Very wise words from Santa. Of course few of us have a bottomless pit of money and keeping any Pet is usually a significant financial commitment. But personally I would rather have fewer Pets to enable me to be able to afford to meet all Veterinary costs than to have to 'Vet Hop' to find the cheapest deal. Continuity of care for my Pet and building a mutually trusting and respectful relationship with my Vet takes priority for me.
But OP has said she can afford it, but is just considering her options and has had mixed experiences at her vets anyways
It's just a second opinion basically, in my eyes. So she can see where the best place to take them is.
Personally, I just see no problem with going to different vets for whatever reasons. Although I generally keep an individual pet going to the same usual vet, just since the vet records are already there so it makes it slightly easier if, say, you take a very ill pet in they can look back at the records right away and compare.
I have a bird/exotics vet I'd probably always take my birds to. My parents started going to that vet before I was even born. There's another vet I use for cats/rabbits/small animals. My parents started going to them before I was born as well. We've mostly really liked our experiences at these two vets and they have good prices. Also for cats my parents have started to prefer this one other vet that we've used for a few of our cats in just the last few years (I haven't personally been there myself). The first time they went in it was an emergency and then they liked the experience, though it was very expensive, so they went there the next times we had really sick cats.

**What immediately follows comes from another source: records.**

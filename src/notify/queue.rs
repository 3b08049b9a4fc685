//! Outbound queue and delivery worker.

use std::sync::Arc;
use std::time::Duration;

use tokio::sync::mpsc;
use tokio_util::sync::CancellationToken;
use tracing::Instrument;

use super::{Notification, SinkRegistry};
use crate::error::SendError;

/// Default queue capacity.
pub const DEFAULT_QUEUE_CAPACITY: usize = 1024;

/// Accepts notifications for delivery.
///
/// `send` never blocks: a full queue is reported as
/// [`SendError::QueueFull`] and left to the caller to count.
pub trait SendQueue: Send + Sync {
    fn send(&self, notification: Notification) -> Result<(), SendError>;
}

/// Bounded in-process queue backed by a tokio mpsc channel.
///
/// The queue is `Clone + Send + Sync` and can be shared across tasks.
#[derive(Debug, Clone)]
pub struct ChannelSendQueue {
    tx: mpsc::Sender<Notification>,
}

impl ChannelSendQueue {
    /// Create a queue and the receiver a [`NotificationWorker`] drains.
    pub fn new(capacity: usize) -> (Self, mpsc::Receiver<Notification>) {
        let (tx, rx) = mpsc::channel(capacity.max(1));
        (Self { tx }, rx)
    }

    /// Number of notifications waiting for the worker.
    pub fn len(&self) -> usize {
        self.tx.max_capacity() - self.tx.capacity()
    }

    pub fn is_empty(&self) -> bool {
        self.len() == 0
    }
}

impl SendQueue for ChannelSendQueue {
    fn send(&self, notification: Notification) -> Result<(), SendError> {
        tracing::trace!(
            rule_id = notification.rule_id,
            destination = %notification.destination(),
            "Enqueueing notification"
        );
        self.tx.try_send(notification).map_err(|e| match e {
            mpsc::error::TrySendError::Full(_) => SendError::QueueFull,
            mpsc::error::TrySendError::Closed(_) => SendError::Closed,
        })?;

        metrics::gauge!("herald_queue_size").set(self.len() as f64);
        Ok(())
    }
}

/// Drains the queue and hands each notification to the sink registered for
/// its protocol.
pub struct NotificationWorker {
    rx: mpsc::Receiver<Notification>,
    registry: Arc<SinkRegistry>,
}

impl NotificationWorker {
    pub fn new(rx: mpsc::Receiver<Notification>, registry: Arc<SinkRegistry>) -> Self {
        Self { rx, registry }
    }

    /// Run the worker loop until cancelled or every queue handle is dropped.
    pub async fn run(&mut self, cancel: CancellationToken) {
        tracing::debug!("Notification worker started");

        loop {
            tokio::select! {
                received = self.rx.recv() => {
                    match received {
                        Some(notification) => {
                            self.deliver(notification).await;
                            metrics::gauge!("herald_queue_size").set(self.rx.len() as f64);
                        }
                        None => {
                            tracing::debug!("Notification queue closed");
                            return;
                        }
                    }
                }
                _ = cancel.cancelled() => {
                    tracing::debug!(
                        pending = self.rx.len(),
                        "Notification worker shutting down gracefully"
                    );
                    return;
                }
            }
        }
    }

    async fn deliver(&self, notification: Notification) {
        let span = tracing::info_span!(
            "deliver_notification",
            rule_id = notification.rule_id,
            protocol = %notification.protocol,
            message_id = %notification.message_id
        );

        async {
            let Some(sink) = self.registry.get(&notification.protocol) else {
                tracing::error!(
                    address = %notification.address,
                    "No sink registered for protocol, dropping notification"
                );
                metrics::counter!(
                    "herald_notify_errors_total",
                    "protocol" => notification.protocol.clone(),
                    "sink_type" => "unknown"
                )
                .increment(1);
                return;
            };

            match sink.send(&notification).await {
                Ok(()) => {
                    tracing::info!(sink_type = %sink.sink_type(), "Notification sent");
                }
                Err(e) => {
                    // Sinks record their own failure metrics.
                    tracing::error!(
                        error = %e,
                        sink_type = %sink.sink_type(),
                        address = %notification.address,
                        "Failed to deliver notification"
                    );
                }
            }
        }
        .instrument(span)
        .await
    }
}

impl std::fmt::Debug for NotificationWorker {
    fn fmt(&self, f: &mut std::fmt::Formatter<'_>) -> std::fmt::Result {
        f.debug_struct("NotificationWorker")
            .field("registry", &self.registry)
            .finish()
    }
}

/// Calculate exponential backoff delay.
///
/// Formula: min(base * 2^attempt, max)
pub fn backoff_delay(attempt: u32, base: Duration, max: Duration) -> Duration {
    let delay = base.saturating_mul(2_u32.saturating_pow(attempt));
    std::cmp::min(delay, max)
}
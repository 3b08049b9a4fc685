//! Prometheus metrics exposition server.
//!
//! This module provides an HTTP server that exposes herald metrics
//! in Prometheus format on a configurable port.

use anyhow::Result;
use metrics_exporter_prometheus::PrometheusBuilder;
use std::net::SocketAddr;
use std::sync::OnceLock;
use tokio_util::sync::CancellationToken;
use tracing::info;

/// Set once the global recorder is installed.
static RECORDER_INSTALLED: OnceLock<()> = OnceLock::new();

/// Register all metric descriptions for Prometheus.
///
/// Call once at startup after the recorder is installed. Descriptions
/// provide HELP text in the Prometheus output.
pub fn register_metric_descriptions() {
    use metrics::{describe_counter, describe_gauge, describe_histogram};

    // Messages
    describe_counter!(
        "herald_messages_received_total",
        "Total number of messages handed to the dispatcher"
    );
    describe_counter!(
        "herald_messages_dropped_total",
        "Total number of messages rejected by the tracked-criteria pre-filter"
    );
    describe_counter!(
        "herald_messages_deprecated_total",
        "Total number of deprecated candidate messages skipped"
    );
    describe_counter!(
        "herald_messages_invalid_total",
        "Total number of inbound lines that did not decode into a message"
    );
    describe_counter!(
        "herald_dispatch_errors_total",
        "Total number of messages whose dispatch failed on a repository error"
    );

    // Rules
    describe_counter!(
        "herald_rules_matched_total",
        "Total number of rule matches across all messages"
    );
    describe_counter!(
        "herald_rules_suppressed_total",
        "Total number of rule matches on deprecated messages, which generate nothing"
    );
    describe_counter!(
        "herald_rules_rejected_total",
        "Total number of enabled rules left out of a rule set because they are invalid"
    );
    describe_counter!(
        "herald_rule_errors_total",
        "Total number of rules skipped because a predicate or filter failed"
    );
    describe_counter!(
        "herald_rule_lookup_failures_total",
        "Total number of rules treated as non-matching after a failed lookup, by kind"
    );
    describe_gauge!(
        "herald_rules_loaded",
        "Number of rules in the current rule set"
    );

    // Tracked criteria
    describe_counter!(
        "herald_tracked_invalidations_total",
        "Total number of tracked-criteria invalidations"
    );
    describe_counter!(
        "herald_tracked_rebuilds_total",
        "Total number of tracked-criteria snapshot rebuilds"
    );
    describe_counter!(
        "herald_tracked_prime_failures_total",
        "Total number of rebuilds that fell back to matching everything"
    );
    describe_histogram!(
        "herald_tracked_rebuild_seconds",
        "Time to load rules and prime tracked criteria"
    );

    // Requester
    describe_counter!(
        "herald_requester_fetches_total",
        "Total number of fact fetches sent to backends, by kind"
    );
    describe_counter!(
        "herald_lookup_failures_total",
        "Total number of failed or timed out fact lookups, by kind"
    );
    describe_counter!(
        "herald_requester_invalidations_total",
        "Total number of cached facts evicted by messages, by kind"
    );

    // Notifications
    describe_counter!(
        "herald_notifications_generated_total",
        "Total number of notifications produced by rule evaluation"
    );
    describe_counter!(
        "herald_notifications_deduplicated_total",
        "Total number of duplicate notifications suppressed before enqueue"
    );
    describe_counter!(
        "herald_enqueue_failures_total",
        "Total number of notifications the outbound queue refused"
    );
    describe_counter!(
        "herald_notifications_sent_total",
        "Total number of notifications delivered by sinks"
    );
    describe_counter!(
        "herald_notifications_failed_total",
        "Total number of notifications that permanently failed delivery"
    );
    describe_counter!(
        "herald_notify_errors_total",
        "Total number of delivery errors, including unknown protocols"
    );
    describe_counter!(
        "herald_template_errors_total",
        "Total number of template render failures replaced by a fallback"
    );
    describe_gauge!(
        "herald_queue_size",
        "Current number of notifications in the outbound queue"
    );

    describe_gauge!(
        "herald_build_info",
        "Build information with version label (always 1)"
    );
}

/// Metrics server for Prometheus exposition.
///
/// Serves metrics on `/metrics`.
pub struct MetricsServer {
    port: u16,
    /// Signalled once the recorder is installed, so callers can avoid
    /// emitting metrics that would be lost.
    ready_tx: Option<tokio::sync::oneshot::Sender<()>>,
}

impl MetricsServer {
    /// Create a new metrics server bound to the given port.
    ///
    /// Use port 0 to let the OS assign an available port.
    pub fn new(port: u16) -> Self {
        Self {
            port,
            ready_tx: None,
        }
    }

    pub fn with_ready_signal(port: u16, ready_tx: tokio::sync::oneshot::Sender<()>) -> Self {
        Self {
            port,
            ready_tx: Some(ready_tx),
        }
    }

    pub fn port(&self) -> u16 {
        self.port
    }

    /// Install the global recorder and serve until cancelled.
    ///
    /// # Errors
    ///
    /// Returns an error if the exporter cannot be installed (including a
    /// second install in the same process).
    pub async fn run(self, cancel: CancellationToken) -> Result<()> {
        let addr: SocketAddr = ([0, 0, 0, 0], self.port).into();

        PrometheusBuilder::new()
            .with_http_listener(addr)
            .install()
            .map_err(|e| anyhow::anyhow!("Failed to install Prometheus exporter: {}", e))?;

        let _ = RECORDER_INSTALLED.set(());
        register_metric_descriptions();

        if let Some(tx) = self.ready_tx {
            let _ = tx.send(());
        }

        info!(port = self.port, "Metrics server started on /metrics");
        cancel.cancelled().await;
        info!("Metrics server shutting down");

        Ok(())
    }
}

pub fn is_recorder_installed() -> bool {
    RECORDER_INSTALLED.get().is_some()
}

/// Initialize known metrics so they appear in `/metrics` from startup.
///
/// `protocols` are the configured sink protocols.
pub fn initialize_metrics(protocols: &[&str]) {
    use metrics::{counter, gauge};

    gauge!("herald_build_info", "version" => env!("CARGO_PKG_VERSION")).set(1.0);
    gauge!("herald_queue_size").set(0.0);

    counter!("herald_messages_received_total").absolute(0);
    counter!("herald_messages_dropped_total").absolute(0);
    counter!("herald_dispatch_errors_total").absolute(0);
    counter!("herald_enqueue_failures_total").absolute(0);

    for protocol in protocols {
        counter!("herald_notifications_sent_total", "protocol" => protocol.to_string())
            .absolute(0);
        counter!("herald_notifications_failed_total", "protocol" => protocol.to_string())
            .absolute(0);
    }

    tracing::info!(
        protocol_count = protocols.len(),
        "Metrics initialized to zero"
    );
}

#[cfg(test)]
mod tests {
    use super::*;
    use std::sync::OnceLock;
    use std::time::Duration;

    static TEST_PORT: OnceLock<u16> = OnceLock::new();

    fn get_test_port() -> u16 {
        *TEST_PORT.get_or_init(|| {
            let port = portpicker::pick_unused_port().expect("No free port");

            let cancel = CancellationToken::new();
            let server = MetricsServer::new(port);

            std::thread::spawn(move || {
                let rt = tokio::runtime::Runtime::new().unwrap();
                rt.block_on(async {
                    let _ = server.run(cancel).await;
                });
            });

            std::thread::sleep(Duration::from_millis(500));

            port
        })
    }

    async fn scrape(port: u16) -> String {
        reqwest::Client::new()
            .get(format!("http://127.0.0.1:{}/metrics", port))
            .send()
            .await
            .expect("Request should succeed")
            .text()
            .await
            .expect("Should have body")
    }

    #[tokio::test]
    async fn metrics_server_starts_and_responds() {
        let port = get_test_port();

        let resp = reqwest::Client::new()
            .get(format!("http://127.0.0.1:{}/metrics", port))
            .send()
            .await
            .expect("Request should succeed");

        assert!(resp.status().is_success());
        assert!(is_recorder_installed());
    }

    #[tokio::test]
    async fn metrics_format_is_valid_prometheus() {
        let port = get_test_port();
        metrics::counter!("herald_messages_received_total").increment(1);

        for line in scrape(port).await.lines() {
            let line = line.trim();
            if line.is_empty() {
                continue;
            }
            let first_char = line.chars().next().unwrap_or(' ');
            assert!(
                first_char == '#' || first_char.is_alphabetic() || first_char == '_',
                "Invalid Prometheus line: {}",
                line
            );
        }
    }

    #[tokio::test]
    async fn metrics_incremented_appear_in_output() {
        let port = get_test_port();

        metrics::counter!("herald_notifications_sent_total", "protocol" => "email").increment(42);
        metrics::gauge!("herald_queue_size").set(5.0);

        let body = scrape(port).await;
        assert!(
            body.contains("herald_notifications_sent_total"),
            "Should contain notifications_sent metric. Body: {}",
            body
        );
        assert!(body.contains("protocol=\"email\""), "Body: {}", body);
    }

    #[test]
    fn new_creates_server_with_port() {
        assert_eq!(MetricsServer::new(9090).port(), 9090);
    }
}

We have another vet that is good for neutering cats/dogs (loads of experience for that - pretty much their specialty) and also are good for vaccinations, good with feral cats, saved our dog in an emergency spay (pyometra), successfully spotted and treated our cat's serious ear infection (he was in for a neuter at the time), etc. Basically they've been very good with routine things, healthchecks on feral/stray cats etc and have good prices. Although we do most cat/dog vaccs at home by ourselves these days. They also neutered my rabbits, taking a large testicle tumor out of one.
There's a specialist vet we go to for specialist cat/dog things - you can't go there for routine things and you have to get referred (you'd be nuts to go there for routine stuff anyway - they cost a fortune). We have one or two out of hours vets we try to avoid going to due to a bad experience. And over the years we went to one other vet for cat vaccs/spaying, and also one of those 'vaccination clinic days' that they set up at pet stores. We only went to these last two places one or two times though.
There's a couple of exotic vets around that I might try next time I take a new small animal to the vet - I've never gone to them before and would like to see how they are since I've heard good things about them. Or I may go to my usual exotics vets, just depends on the pet/its species/who has the most experience with what is needed.
So I think that's all the vets we go to (currently 4? if you don't count the specialist vet or the out of hours vets) and overall I've had good experiences going to different vets and I don't see why supporting different vets is a bad thing. They're not even necessarily competing with each other - depending on their specialty, location, etc. I don't really do it to shop around though. Me and my family have spent thousands and thousands at vets, it's not like we aren't willing to spend money at one single vet (although I'd draw the line at really expensive vaccs). It's to get the best care for the pet. If I thought the vet was unable to figure out what was wrong with the pet or something, I'd go to another vet and would probably have a good idea which to get the second opinion from since I've "shopped around" already.
I even came close to doing that a couple years back when my bird vet wasn't giving my duck the antibiotics he needed (they were unaware of what was legal to give) and I knew another vet I'd gotten different antibiotics from for another of my ducks in the past. We got a second opinion for our elderly cat last year too (vet referred us to the specialist vet), and it turned out she didn't have what the first vet thought after all - they were sure she was dying of heart disease/failure and could see on the xray that she had all this fluid around the heart, specialist vet said her heart was perfectly fine and no fluid around the heart, she had a completely different non-heart issue that was probably treatable, but for unknown reasons she started seizing a day or so after treatment/starting antibiotics and the seizures caused brain damage.
I guess my situation is maybe unique since I have several species of pets (plus this is all the vets I've gone to over my life, but I still go to all but one of them), and also my parents get a say with where to take the cats/dogs (they're shared pets). I guess most people just have rabbits, or their rabbit vets are good with their other pets as well. But I just don't really have a preference I suppose (except with birds). If I got a new pet I'd have to do a pro/con list with which vet to go to, or maybe flip a coin lol.